_REQUIRED ACTION_
In the lines below, the string "Warning" may appear; say how many lines hold it and give nothing more.
BEGIN DATASET
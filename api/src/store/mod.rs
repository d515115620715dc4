//! Counter Store: the keyed cache every piece of shared abuse state lives in.
//!
//! The engine holds no locks of its own. Atomicity of increment-and-arm-expiry
//! and of ordered-list appends is the store's job; absence of a key is the
//! only "expired" signal anyone reads.

use std::time::Duration;

use async_trait::async_trait;

pub mod keys;
pub mod memory;

pub use memory::MemoryStore;

#[derive(Debug, Clone, PartialEq, Eq, thiserror::Error)]
pub enum StoreError {
    #[error("counter store unavailable: {0}")]
    Unavailable(String),
    #[error("key '{key}' holds a different kind of value")]
    WrongType { key: String },
    #[error("invalid key pattern '{0}'")]
    InvalidPattern(String),
}

pub type StoreResult<T> = Result<T, StoreError>;

#[async_trait]
pub trait CounterStore: Send + Sync {
    /// Atomically add one and return the new value. A key created by this
    /// call gets `expiry` armed in the same step; an existing key keeps the
    /// expiry it already has.
    async fn increment(&self, key: &str, expiry: Duration) -> StoreResult<i64>;

    /// Set the expiry of an existing key. Returns false when the key is absent.
    async fn set_expiry(&self, key: &str, expiry: Duration) -> StoreResult<bool>;

    /// Append `value` at `score` to an ordered collection, creating it if needed.
    async fn append_timestamped(&self, key: &str, score: i64, value: &str) -> StoreResult<()>;

    /// Remove all entries with `min_score <= score <= max_score`; returns how many.
    async fn prune_range(&self, key: &str, min_score: i64, max_score: i64) -> StoreResult<u64>;

    /// Entries with `min_score <= score <= max_score`, ascending by score.
    async fn range_by_score(
        &self,
        key: &str,
        min_score: i64,
        max_score: i64,
    ) -> StoreResult<Vec<String>>;

    async fn get(&self, key: &str) -> StoreResult<Option<String>>;

    /// Insert or overwrite `key` with a fresh TTL.
    async fn set_with_ttl(&self, key: &str, value: &str, ttl: Duration) -> StoreResult<()>;

    /// Returns whether a live key was removed.
    async fn delete(&self, key: &str) -> StoreResult<bool>;

    async fn exists(&self, key: &str) -> StoreResult<bool>;

    /// Remaining lifetime; `None` when the key is absent or never expires.
    async fn ttl(&self, key: &str) -> StoreResult<Option<Duration>>;

    /// Live keys matching a glob pattern (`*` and `?` wildcards).
    async fn keys_matching(&self, pattern: &str) -> StoreResult<Vec<String>>;

    /// Cheap reachability probe for health checks.
    async fn ping(&self) -> StoreResult<()> {
        Ok(())
    }
}

/// Round a remaining TTL up to whole seconds for retry hints.
pub fn ceil_secs(duration: Duration) -> u64 {
    let secs = duration.as_secs();
    if duration.subsec_nanos() > 0 {
        secs + 1
    } else {
        secs
    }
}
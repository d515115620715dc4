use chrono::{DateTime, Utc};
use serde::{Deserialize, Serialize};
use utoipa::ToSchema;

#[derive(Debug, Clone, Copy, PartialEq, Eq, Serialize, Deserialize, ToSchema)]
#[serde(rename_all = "lowercase")]
pub enum Severity {
    Info,
    Warning,
    Critical,
}

impl Severity {
    /// Embed colour used by chat-style webhook receivers.
    pub fn color(self) -> u32 {
        match self {
            Severity::Info => 0x3498db,
            Severity::Warning => 0xf1c40f,
            Severity::Critical => 0xe74c3c,
        }
    }
}

/// What crossed which line. Lets consumers route alerts without parsing titles.
#[derive(Debug, Clone, Copy, PartialEq, Eq, Hash, Serialize, Deserialize, ToSchema)]
#[serde(rename_all = "snake_case")]
pub enum AlertKind {
    ViolationThreshold,
    SuspiciousActivityBlocked,
    RateLimitExceeded,
    GeoBlocked,
    IdentityBlocked,
    IdentityUnblocked,
    ThresholdsUpdated,
    AdaptiveThresholdsUpdated,
}

#[derive(Debug, Clone, PartialEq, Eq, Serialize, Deserialize, ToSchema)]
pub struct AlertField {
    pub name: String,
    pub value: String,
}

/// Structured alert produced by the engine. Delivery is best-effort.
#[derive(Debug, Clone, PartialEq, Eq, Serialize, Deserialize, ToSchema)]
pub struct Alert {
    pub kind: AlertKind,
    pub title: String,
    pub description: String,
    pub fields: Vec<AlertField>,
    pub severity: Severity,
    pub timestamp: DateTime<Utc>,
}

impl Alert {
    pub fn new(
        kind: AlertKind,
        severity: Severity,
        title: impl Into<String>,
        description: impl Into<String>,
    ) -> Self {
        Self {
            kind,
            title: title.into(),
            description: description.into(),
            fields: Vec::new(),
            severity,
            timestamp: Utc::now(),
        }
    }

    pub fn field(mut self, name: impl Into<String>, value: impl ToString) -> Self {
        self.fields.push(AlertField {
            name: name.into(),
            value: value.to_string(),
        });
        self
    }

    pub fn field_value(&self, name: &str) -> Option<&str> {
        self.fields
            .iter()
            .find(|field| field.name == name)
            .map(|field| field.value.as_str())
    }
}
END DATASET
_RESULT_
2